Elder smiles—a huge, carefree grin, and I really do feel like a mother watching her baby totter off into a fire. “I’m touched. You actually do care about me. ”

My mouth drops open. “You idiot. Of course I care about you. ”

He leans forward quickly and pecks me on the forehead. “Then help me get the suit on. ”

I growl—but I can’t stop him. At least I can make sure he’s as safe as possible. I pick up two halves of the breastplate. I feel like a lady dressing her knight in his armor, just like a movie I saw a long time ago on Sol—on Earth. The lady tucked a token—a small scarf—into the knight’s armor to remind him of her love for him. I don’t have a scarf, and I’m not even sure if I love Elder, but I strap him so hard into the breastplate that he grunts in protest.

I keep checking the manual. It doesn’t seem right that all it takes to go into space is a set of bronze long johns and a plastic shell. I knew space suits had come a long way from the puffy white marshmallow-like suits of the twentieth century, but this thin suit doesn’t seem adequate. Still, when I watched videos of men and women working in the space of Godspeed before it launched, their suits looked exactly like this.

Elder steps into the boots one at a time.
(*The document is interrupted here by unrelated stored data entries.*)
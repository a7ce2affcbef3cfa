//! Boundary detection: a lightweight structural tree for any source file.
//!
//! Two streaming scanners share one [`tree::TreeBuilder`]:
//!
//! - `braces` for languages that nest with `{ ... }`
//! - `indent` for Python and Ruby
//!
//! Neither can fail. Anything not recognized as a declaration degrades to a
//! `Block` unit or to gap bytes of the enclosing unit.

mod braces;
mod grammar;
mod indent;
mod tree;

pub(crate) use grammar::Grammar;

use crate::language::{Language, ScanFamily};
use crate::line_index::LineIndex;
use crate::types::{Span, StructuralUnit};
use serde::{Deserialize, Serialize};

/// Boundary tree of one file plus the literal spans found while scanning
#[derive(Debug, Clone, PartialEq, Eq, Serialize, Deserialize)]
pub struct Structure {
    pub root: StructuralUnit,
    /// String literals at least `min_literal_bytes` long
    pub literals: Vec<Span>,
}

#[derive(Debug, Clone, Copy)]
pub(crate) struct ScanOptions {
    pub long_line_threshold: usize,
    pub min_literal_bytes: usize,
}

impl ScanOptions {
    pub(crate) fn is_long(&self, line: &[u8]) -> bool {
        crate::line_index::content_len(line) >= self.long_line_threshold
    }
}

/// Build the boundary tree of `text`
pub(crate) fn detect(
    text: &str,
    language: Language,
    lines: &LineIndex,
    grammar: &Grammar,
    options: &ScanOptions,
) -> Structure {
    let (builder, literals) = match language.family() {
        ScanFamily::Braces => braces::scan(text, language, lines, grammar, options),
        ScanFamily::Indentation => indent::scan(text, language, lines, grammar, options),
    };
    let root = builder.finish(lines);
    let literals = literals
        .into_iter()
        .map(|(start, end)| lines.span(start, end))
        .collect();
    Structure { root, literals }
}

/// Start of the comment/attribute block directly above `decl_line`.
///
/// Returns the start of `decl_line` itself when nothing precedes it.
pub(crate) fn lead_start(text: &str, language: Language, lines: &LineIndex, decl_line: usize) -> usize {
    let mut first = decl_line;
    while first > 1 {
        let range = lines.line_range(first - 1);
        let trimmed = text[range].trim();
        let is_lead = !trimmed.is_empty()
            && (language.is_comment_line(trimmed)
                || language.is_attribute_line(trimmed)
                || trimmed.ends_with("*/"));
        if !is_lead {
            break;
        }
        first -= 1;
    }
    lines.line_range(first).start
}

/// End of a closing delimiter at `pos`, extended over `[ \t;,]*` and one line break
pub(crate) fn trailing_end(bytes: &[u8], pos: usize) -> usize {
    let mut idx = pos;
    while idx < bytes.len() && matches!(bytes[idx], b' ' | b'\t' | b';' | b',') {
        idx += 1;
    }
    if bytes[idx..].starts_with(b"\r\n") {
        idx + 2
    } else if bytes.get(idx) == Some(&b'\n') {
        idx + 1
    } else {
        pos
    }
}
They go halfway up his calves, and when I push a button on them, they shrink against his legs. Elder hobbles to the center of the room, then turns around, letting me inspect him.

“Looks solid,” I admit.

“All that’s left is the helmet and the backpack,” Elder says, reaching for the helmet.
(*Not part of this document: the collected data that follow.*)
use pretty_assertions::assert_eq;
use sift_code_chunker::{
    Chunker, ChunkerConfig, FileAnalysis, GeneratedKind, SignalCatalog, SignalKind, SourceFile,
    StructuralUnit,
};

fn chunker() -> Chunker {
    Chunker::with_defaults().expect("default chunker")
}

fn tight_chunker() -> Chunker {
    let config = ChunkerConfig {
        target_chunk_bytes: 64,
        max_chunk_bytes: 128,
        long_line_threshold_bytes: 100,
        ..ChunkerConfig::default()
    };
    Chunker::new(config, &SignalCatalog::builtin()).expect("tight chunker")
}

fn assert_total_partition(analysis: &FileAnalysis, len: usize) {
    let mut cursor = 0;
    for (idx, chunk) in analysis.chunks.iter().enumerate() {
        assert_eq!(chunk.sequence_index, idx, "{}", analysis.path);
        assert_eq!(chunk.span.start, cursor, "{}: gap or overlap", analysis.path);
        assert!(chunk.span.end > chunk.span.start, "{}: empty chunk", analysis.path);
        cursor = chunk.span.end;
    }
    assert_eq!(cursor, len, "{}: partition does not reach EOF", analysis.path);
}

/// Outermost generated units must each sit inside exactly one chunk of their kind
fn assert_generated_atomic(analysis: &FileAnalysis, unit: &StructuralUnit) {
    let classification = &analysis.classifications[unit.id.0];
    if !classification.is_generated() {
        for child in &unit.children {
            assert_generated_atomic(analysis, child);
        }
        return;
    }
    let holders: Vec<_> = analysis
        .chunks
        .iter()
        .filter(|c| c.span.start < unit.span.end && unit.span.start < c.span.end)
        .collect();
    assert_eq!(holders.len(), 1, "{}: generated unit split", analysis.path);
    assert!(holders[0].span.contains(&unit.span));
    assert_eq!(holders[0].classification.kind, classification.kind);
}

fn corpus() -> Vec<(&'static str, &'static str, String)> {
    let mut files = vec![
        ("partition.rs", "rust", include_str!("../src/partition.rs").to_string()),
        ("signals.rs", "rust", include_str!("../src/signals.rs").to_string()),
        ("braces.rs", "rust", include_str!("../src/boundary/braces.rs").to_string()),
        (
            "long_line_config.php",
            "php",
            include_str!("fixtures/long_line_config.php").to_string(),
        ),
        (
            "mysql_interceptor.php",
            "php",
            include_str!("fixtures/generated/mysql_interceptor.php").to_string(),
        ),
        (
            "product_option_extension.php",
            "php",
            include_str!("fixtures/generated/product_option_extension.php").to_string(),
        ),
        ("unbalanced.js", "javascript", "}}} function a() { if (x) { y(); \n".to_string()),
        ("only_newlines.py", "python", "\n\n\n\n".to_string()),
        ("no_trailing_newline.go", "go", "package main\n\nfunc main() {}".to_string()),
        (
            "crlf.cs",
            "csharp",
            "class A\r\n{\r\n    void B()\r\n    {\r\n    }\r\n}\r\n".to_string(),
        ),
        (
            "odd_indent.py",
            "python",
            "class A:\n  def b(self):\n        return 1\n   x = 2\n\tdef c(self):\n pass\n".to_string(),
        ),
        (
            "blocks.rb",
            "ruby",
            "module M\n  class A\n    def b\n      [1].each do |x|\n        puts x\n      end\n    end\n  end\nend\n"
                .to_string(),
        ),
        (
            "unterminated.php",
            "php",
            "<?php\n$a = 'never closed;\nfunction f() {\n /* open comment\n".to_string(),
        ),
        ("unknown.txt", "", "just some prose {with braces}\nand more ) ( }\n".to_string()),
        ("single_byte.c", "c", "x".to_string()),
    ];
    files.push(("minified.js", "javascript", {
        let mut blob = String::from("(function(){");
        for i in 0..400 {
            blob.push_str(&format!("var a{i}=function(b){{return b+{i}}};"));
        }
        blob.push_str("})();\nconsole.log(1);\n");
        blob
    }));
    files
}

#[test]
fn every_input_is_partitioned_exactly() {
    for engine in [chunker(), tight_chunker()] {
        for (path, tag, code) in corpus() {
            let analysis = engine.chunk(&SourceFile::new(path, tag, code.as_str()));
            assert_total_partition(&analysis, code.len());
        }
    }
}

#[test]
fn generated_units_are_never_split_or_merged() {
    for engine in [chunker(), tight_chunker()] {
        for (path, tag, code) in corpus() {
            let analysis = engine.chunk(&SourceFile::new(path, tag, code.as_str()));
            assert_generated_atomic(&analysis, &analysis.structure.root);
        }
    }
}

#[test]
fn repeated_runs_are_identical() {
    let first = chunker();
    let second = chunker();
    for (path, tag, code) in corpus() {
        let file = SourceFile::new(path, tag, code.as_str());
        let a = first.chunk(&file);
        let b = second.chunk(&file);
        assert_eq!(a.descriptors(), b.descriptors(), "{path}");
        assert_eq!(a.classifications, b.classifications, "{path}");
        assert_eq!(a.signals, b.signals, "{path}");
        assert_eq!(a.chunks, first.chunk(&file).chunks, "{path}");
    }
}

#[test]
fn short_data_class_is_one_plain_chunk() {
    let mut code = String::from("<?php\nnamespace Acme\\Shipping\\Model;\n\nclass Address\n{\n");
    for field in ["street", "city", "zip", "country"] {
        code.push_str(&format!("    /** @var string */\n    private ${field};\n\n"));
    }
    for field in ["street", "city", "zip", "country"] {
        code.push_str(&format!(
            "    public function get{}()\n    {{\n        return $this->{field};\n    }}\n\n",
            field[..1].to_uppercase() + &field[1..]
        ));
    }
    code.push_str("}\n");
    assert!(code.lines().count() >= 35);

    let analysis = chunker().chunk(&SourceFile::new("Address.php", "php", code.as_str()));

    assert_eq!(analysis.chunks.len(), 1);
    assert_eq!(analysis.chunks[0].classification.kind, GeneratedKind::None);
    assert_eq!(analysis.file_classification.kind, GeneratedKind::None);
}

#[test]
fn marked_interceptor_with_delegating_methods_is_one_generated_chunk() {
    let mut code = String::from(
        "<?php\nnamespace Acme\\Sales\\Model\\Order;\n\n/**\n * Interceptor class for @see \\Acme\\Sales\\Model\\Order\n */\nclass Interceptor extends \\Acme\\Sales\\Model\\Order implements \\Magento\\Framework\\Interception\\InterceptorInterface\n{\n    use \\Magento\\Framework\\Interception\\Interceptor;\n",
    );
    for i in 0..10 {
        code.push_str(&format!(
            "\n    /**\n     * {{@inheritdoc}}\n     */\n    public function method{i}($value)\n    {{\n        $pluginInfo = $this->pluginList->getNext($this->subjectType, 'method{i}');\n        return $pluginInfo ? $this->___callPlugins('method{i}', func_get_args(), $pluginInfo) : parent::method{i}($value);\n    }}\n"
        ));
    }
    code.push_str("}\n");

    let analysis = chunker().chunk(&SourceFile::new("Order/Interceptor.php", "php", code.as_str()));

    assert_eq!(analysis.chunks.len(), 1);
    let chunk = &analysis.chunks[0];
    assert_eq!(chunk.classification.kind, GeneratedKind::Interceptor);
    assert!(chunk.classification.confidence >= 0.5);
    let delegations = analysis
        .signals
        .iter()
        .filter(|s| s.kind == SignalKind::DelegationIdiom)
        .count();
    assert_eq!(delegations, 10);
    assert!(analysis.deviations.is_empty(), "{:?}", analysis.deviations);
}

#[test]
fn long_line_is_isolated_with_outlier_signal() {
    let long_line = format!("const payload = \"{}\";", "x".repeat(700));
    assert!(long_line.len() >= 700);
    let code = format!(
        "const a = 1;\nconst b = 2;\nfunction f() {{\n  return a + b;\n}}\n{long_line}\nconst c = 3;\nconsole.log(c);\n"
    );
    let start = code.find(&long_line).unwrap();
    let end = start + long_line.len() + 1;

    let analysis = chunker().chunk(&SourceFile::new("blob.js", "javascript", code.as_str()));

    assert_total_partition(&analysis, code.len());
    let isolated: Vec<_> = analysis
        .chunks
        .iter()
        .filter(|c| c.span.range() == (start..end))
        .collect();
    assert_eq!(isolated.len(), 1);
    assert!(analysis
        .signals
        .iter()
        .any(|s| s.kind == SignalKind::LongLineOutlier && s.location.start == start));
    assert_eq!(isolated[0].classification.kind, GeneratedKind::None);
}

#[test]
fn long_line_inside_class_is_isolated() {
    let code = include_str!("fixtures/long_line_config.php");
    let line = code
        .lines()
        .find(|l| l.contains("private $defaults"))
        .unwrap();
    let start = code.find(line).unwrap();

    let analysis = chunker().chunk(&SourceFile::new("ProductConfig.php", "php", code));

    assert_total_partition(&analysis, code.len());
    let chunk = analysis
        .chunks
        .iter()
        .find(|c| c.span.start == start)
        .expect("long line starts a chunk");
    assert_eq!(chunk.span.end, start + line.len() + 1);
    assert!(analysis.chunks.len() >= 3);
}

#[test]
fn proxy_marker_and_suffix_classify_as_proxy() {
    let code = "<?php\n/**\n * Proxy class for @see \\Acme\\Catalog\\Model\\Product\n */\nclass ProductProxy extends \\Acme\\Catalog\\Model\\Product\n{\n    public function getSku()\n    {\n        return $this->_getSubject()->getSku();\n    }\n}\n";
    let analysis = chunker().chunk(&SourceFile::new("ProductProxy.php", "php", code));

    let generated: Vec<_> = analysis
        .chunks
        .iter()
        .filter(|c| c.classification.is_generated())
        .collect();
    assert_eq!(generated.len(), 1);
    assert_eq!(generated[0].classification.kind, GeneratedKind::Proxy);
    assert!(generated[0].classification.confidence >= 0.5);
}

#[test]
fn large_plain_class_is_not_generated() {
    let mut code = String::from("<?php\nclass Inventory\n{\n");
    for i in 0..400 {
        code.push_str(&format!("    private $slot{i} = {i};\n"));
    }
    code.push_str("}\n");

    let analysis = chunker().chunk(&SourceFile::new("Inventory.php", "php", code.as_str()));

    assert_total_partition(&analysis, code.len());
    assert!(analysis.chunks.iter().all(|c| !c.classification.is_generated()));
    assert_eq!(analysis.file_classification.kind, GeneratedKind::None);
}

#[test]
fn size_outliers_alone_never_classify() {
    let mut code = String::new();
    for i in 0..5 {
        code.push_str(&format!("def f{i}():\n    return {i}\n\n"));
    }
    code.push_str("TEMPLATE = \"\"\"\n");
    for i in 0..120 {
        code.push_str(&format!("line {i} of a large embedded template\n"));
    }
    code.push_str("\"\"\"\n");

    let analysis = chunker().chunk(&SourceFile::new("templates.py", "python", code.as_str()));

    assert!(analysis
        .signals
        .iter()
        .any(|s| s.kind == SignalKind::SizeOutlier));
    assert_eq!(analysis.file_classification.kind, GeneratedKind::None);
    assert!(analysis
        .classifications
        .iter()
        .all(|c| !c.is_generated()));
    assert_total_partition(&analysis, code.len());
}

#[test]
fn shared_chunker_matches_sequential_results() {
    let chunker = chunker();
    let files: Vec<SourceFile> = corpus()
        .into_iter()
        .map(|(path, tag, code)| SourceFile::new(path, tag, code))
        .collect();
    let sequential: Vec<_> = files.iter().map(|f| chunker.chunk(f).descriptors()).collect();

    let parallel: Vec<_> = std::thread::scope(|scope| {
        let handles: Vec<_> = files
            .iter()
            .map(|file| {
                let chunker = &chunker;
                scope.spawn(move || chunker.chunk(file).descriptors())
            })
            .collect();
        handles
            .into_iter()
            .map(|h| h.join().expect("worker panicked"))
            .collect()
    });

    assert_eq!(sequential, parallel);
}

#[test]
fn catalog_extensions_add_new_fingerprints() {
    let mut catalog = SignalCatalog::builtin();
    catalog.extend(
        SignalCatalog::from_toml_str(
            r#"
[[doc_markers]]
phrase = "Generated by Acme Builder"
kind = "other"
weight = 0.6
"#,
        )
        .unwrap(),
    );
    let chunker = Chunker::new(ChunkerConfig::default(), &catalog).unwrap();
    let code = "// Generated by Acme Builder\nclass Widget {\n  build() { return 1; }\n}\n";

    let analysis = chunker.chunk(&SourceFile::new("widget.ts", "typescript", code));

    assert_eq!(analysis.chunks.len(), 1);
    assert_eq!(analysis.chunks[0].classification.kind, GeneratedKind::Other);
}

#[test]
fn malformed_catalogs_and_configs_fail_at_construction() {
    let bad_regex = SignalCatalog::from_toml_str(
        r#"
[[delegation_idioms]]
pattern = "return ($this"
"#,
    )
    .unwrap();
    let none_kind = SignalCatalog::from_toml_str(
        r#"
[[naming_suffixes]]
suffix = "Builder"
kind = "none"
weight = 0.3
"#,
    )
    .unwrap();
    let negative_weight = SignalCatalog::from_toml_str(
        r#"
[[doc_markers]]
phrase = "Builder class for"
kind = "other"
weight = -1.0
"#,
    )
    .unwrap();

    for catalog in [bad_regex, none_kind, negative_weight] {
        let err = Chunker::new(ChunkerConfig::default(), &catalog)
            .err()
            .expect("catalog should be rejected");
        assert!(err.is_configuration(), "{err}");
    }

    let inverted = ChunkerConfig {
        target_chunk_bytes: 5000,
        max_chunk_bytes: 1000,
        ..ChunkerConfig::default()
    };
    assert!(Chunker::new(inverted, &SignalCatalog::builtin()).is_err());
    assert!(ChunkerConfig::from_toml_str("target_chunk_bytes = \"big\"").is_err());
}

#[test]
fn invalid_utf8_degrades_to_one_opaque_chunk() {
    let mut bytes = b"<?php\nclass A {}\n".to_vec();
    bytes.extend_from_slice(&[0xc3, 0x28, b'\n']);
    let analysis = chunker().chunk(&SourceFile::new("broken.php", "php", bytes.clone()));

    assert_eq!(analysis.chunks.len(), 1);
    assert_eq!(analysis.chunks[0].span.range(), 0..bytes.len());
    assert_eq!(analysis.chunks[0].classification.kind, GeneratedKind::None);
    let error = analysis.input_error.expect("input error recorded");
    assert_eq!(error.valid_up_to, 17);
}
“This first. ” I help pull Elder’s arms through the straps of the pack, and it snaps into the hard shell pieces of the suit.
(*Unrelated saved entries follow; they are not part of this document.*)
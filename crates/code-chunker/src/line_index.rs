use crate::types::Span;
use std::ops::Range;

/// Byte offset ↔ line number lookups for one file
#[derive(Debug, Clone)]
pub(crate) struct LineIndex {
    /// Start offset of every line
    starts: Vec<usize>,
    len: usize,
}

impl LineIndex {
    pub(crate) fn new(content: &[u8]) -> Self {
        let mut starts = vec![0];
        for (idx, byte) in content.iter().enumerate() {
            if *byte == b'\n' && idx + 1 < content.len() {
                starts.push(idx + 1);
            }
        }
        Self {
            starts,
            len: content.len(),
        }
    }

    /// Number of lines (0 for empty content)
    pub(crate) fn line_count(&self) -> usize {
        if self.len == 0 {
            0
        } else {
            self.starts.len()
        }
    }

    /// 1-based line holding `offset`
    pub(crate) fn line_of(&self, offset: usize) -> usize {
        self.starts.partition_point(|&start| start <= offset).max(1)
    }

    /// Span for `[start, end)`; the end line is the line of the last byte
    pub(crate) fn span(&self, start: usize, end: usize) -> Span {
        let end = end.min(self.len);
        let start = start.min(end);
        Span {
            start,
            end,
            start_line: self.line_of(start),
            end_line: self.line_of(end.saturating_sub(1).max(start)),
        }
    }

    /// Byte range of a 1-based line, including its terminator
    pub(crate) fn line_range(&self, line: usize) -> Range<usize> {
        let idx = line.saturating_sub(1);
        let start = self.starts.get(idx).copied().unwrap_or(self.len);
        let end = self.starts.get(idx + 1).copied().unwrap_or(self.len);
        start..end
    }

    /// Start offsets of the lines overlapping `[start, end)`
    pub(crate) fn line_starts_in(&self, start: usize, end: usize) -> impl Iterator<Item = usize> + '_ {
        let first = self.line_of(start) - 1;
        self.starts[first..]
            .iter()
            .copied()
            .take_while(move |&line_start| line_start < end)
            .map(move |line_start| line_start.max(start))
    }
}

/// Content length of a line without its `\n` / `\r\n` terminator
pub(crate) fn content_len(line: &[u8]) -> usize {
    let mut len = line.len();
    if len > 0 && line[len - 1] == b'\n' {
        len -= 1;
    }
    if len > 0 && line[len - 1] == b'\r' {
        len -= 1;
    }
    len
}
I plug the wires from the pack into their connectors on the shoulder of the suit. “This is a PLSS, a primary life support subsystem,” I say as I connect a tube to the base of the helmet. “Basically, it has all the stuff you need to live—brings in oxygen, takes out carbon dioxide, regulates pressure, all that. ”

I snap on a metal-enforced cable to a hook at the front of Elder’s suit. “And this,” I say, “is your lifeline back to me—to the ship. I’m attaching the other end to the hatch. The book says there’s a special hook there just for this. ”

Elder nods. He looks pale, and there’s a sheen of sweat on his face.

I think about kissing him then. Just in case.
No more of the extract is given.